» DESCRIPTION OF THE TASK
Check each line of the data for "RecordSender" and select those that have it.

» Stored items
+---+

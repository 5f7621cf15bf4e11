// src/engine/mod.rs
//! Command & Telemetry Control Engine.
//!
//! All mutable coordinator state lives in one `EngineState`, owned by one
//! `Engine`. Every entry point (a command line, a tick, a stack event)
//! takes `&mut self` and the current millisecond clock, so nothing is
//! ever mutated concurrently. Work done by the engine is split across the
//! files of this module by concern, each adding an `impl` block.

pub mod buttons;
pub mod commands;
pub mod dispatcher;
pub mod network;
pub mod report;
pub mod telemetry;
pub mod valve;

use std::sync::Arc;

use crate::config::CoordinatorConfig;
use crate::log_debug;
use crate::stack::{RadioStack, StackEvent};
use crate::util::io::framer::{console_payload, LineFramer};
use crate::util::io::records::{Record, RecordSender};

pub use buttons::ButtonInputs;
pub use commands::{CommandError, Operation};
pub use dispatcher::CommandLedger;
pub use network::{NetworkCoordinator, PendingReform};
pub use report::ReportLedger;
pub use telemetry::{ReportUpdate, TelemetryState};
pub use valve::{ActuatorTarget, Thresholds, ValveControl, ValveError, ValveTransaction};

/// Sentinel correlation id for internally triggered actions
pub const INTERNAL_ID: u32 = 0;

#[derive(Debug, Clone, Copy, Default, PartialEq, Eq)]
pub enum ControlMode {
    #[default]
    Manual,
    Auto,
}

impl ControlMode {
    pub fn as_str(&self) -> &'static str {
        match self {
            ControlMode::Manual => "manual",
            ControlMode::Auto => "auto",
        }
    }
}

/// Everything the coordinator knows, in one place
#[derive(Debug, Clone)]
pub struct EngineState {
    pub mode: ControlMode,
    pub gateway_enabled: bool,
    pub telemetry: TelemetryState,
    pub valve: ValveControl,
    pub network: NetworkCoordinator,
    pub ledger: CommandLedger,
    pub reports: ReportLedger,
}

impl EngineState {
    pub fn new(config: &CoordinatorConfig) -> Self {
        Self {
            mode: ControlMode::Manual,
            gateway_enabled: true,
            telemetry: TelemetryState::default(),
            valve: ValveControl::new(&config.valve),
            network: NetworkCoordinator::new(config.network),
            ledger: CommandLedger::default(),
            reports: ReportLedger::default(),
        }
    }
}

pub struct Engine<S: RadioStack> {
    config: CoordinatorConfig,
    state: EngineState,
    stack: S,
    out: RecordSender,
    framer: LineFramer,
    buttons: Arc<ButtonInputs>,
    now_ms: u64,
}

impl<S: RadioStack> Engine<S> {
    pub fn new(config: CoordinatorConfig, stack: S, out: RecordSender) -> Self {
        let state = EngineState::new(&config);
        let framer = LineFramer::new(config.port.max_line);
        let buttons = Arc::new(ButtonInputs::new(
            config.timing.long_press_ms,
            config.timing.join_button_debounce_ms,
        ));
        Self {
            config,
            state,
            stack,
            out,
            framer,
            buttons,
            now_ms: 0,
        }
    }

    pub fn config(&self) -> &CoordinatorConfig {
        &self.config
    }

    pub fn state(&self) -> &EngineState {
        &self.state
    }

    pub fn stack(&self) -> &S {
        &self.stack
    }

    pub fn stack_mut(&mut self) -> &mut S {
        &mut self.stack
    }

    /// Handle for producers outside the tick context
    pub fn buttons(&self) -> Arc<ButtonInputs> {
        self.buttons.clone()
    }

    pub fn gateway_enabled(&self) -> bool {
        self.state.gateway_enabled
    }

    /// Emit the boot-time status pair
    pub fn start(&mut self, now_ms: u64) {
        self.now_ms = now_ms;
        self.state.reports.mark_started(now_ms);
        self.emit_info();
        self.emit_data();
    }

    /// Bytes from the command port. While the gateway is off only
    /// `json <payload>` console lines get through.
    pub fn receive_bytes(&mut self, bytes: &[u8], now_ms: u64) {
        for line in self.framer.extend(bytes) {
            if let Some(payload) = console_payload(&line) {
                self.handle_console_json(payload, now_ms);
            } else if self.state.gateway_enabled {
                self.handle_line(&line, now_ms);
            } else {
                log_debug!("Gateway disabled, dropping {} byte line", line.len());
            }
        }
    }

    /// Timer work: deferred button actions, join window, periodic reports
    pub fn tick(&mut self, now_ms: u64) {
        self.now_ms = now_ms;
        self.service_buttons(now_ms);
        self.tick_join_window(now_ms);
        self.tick_reports(now_ms);
    }

    /// Drain every notification the stack has queued
    pub fn pump_stack_events(&mut self, now_ms: u64) -> usize {
        let mut handled = 0;
        while let Some(event) = self.stack.poll_event(now_ms) {
            self.handle_stack_event(event, now_ms);
            handled += 1;
        }
        handled
    }

    pub fn handle_stack_event(&mut self, event: StackEvent, now_ms: u64) {
        self.now_ms = now_ms;
        match event {
            StackEvent::MessageSent {
                cluster_id,
                source_endpoint,
                destination: _,
                status,
            } => self.on_message_sent(cluster_id, source_endpoint, status),
            StackEvent::StackStatus(change) => self.on_stack_status(change, now_ms),
            StackEvent::NetworkFormed { pan_id, channel } => {
                self.on_network_formed(pan_id, channel, now_ms)
            }
            StackEvent::DeviceJoined { eui64, node_id } => self.on_device_joined(eui64, node_id),
            StackEvent::AttributeReport {
                cluster_id,
                command_id,
                source,
                payload,
            } => self.on_attribute_report(cluster_id, command_id, source, &payload),
        }
    }

    pub(crate) fn emit(&self, record: Record) {
        log_debug!("-> {}", record);
        // receiver gone means we are shutting down
        let _ = self.out.send(record);
    }
}

impl<S: RadioStack + std::fmt::Debug> std::fmt::Debug for Engine<S> {
    fn fmt(&self, f: &mut std::fmt::Formatter<'_>) -> std::fmt::Result {
        f.debug_struct("Engine")
            .field("state", &self.state)
            .field("stack", &self.stack)
            .field("now_ms", &self.now_ms)
            .finish()
    }
}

+---+

» SOLUTION TO THE EXERCISE
use crate::util::io::records::{Record, RecordSender};
    out: RecordSender,
    pub fn new(config: CoordinatorConfig, stack: S, out: RecordSender) -> Self {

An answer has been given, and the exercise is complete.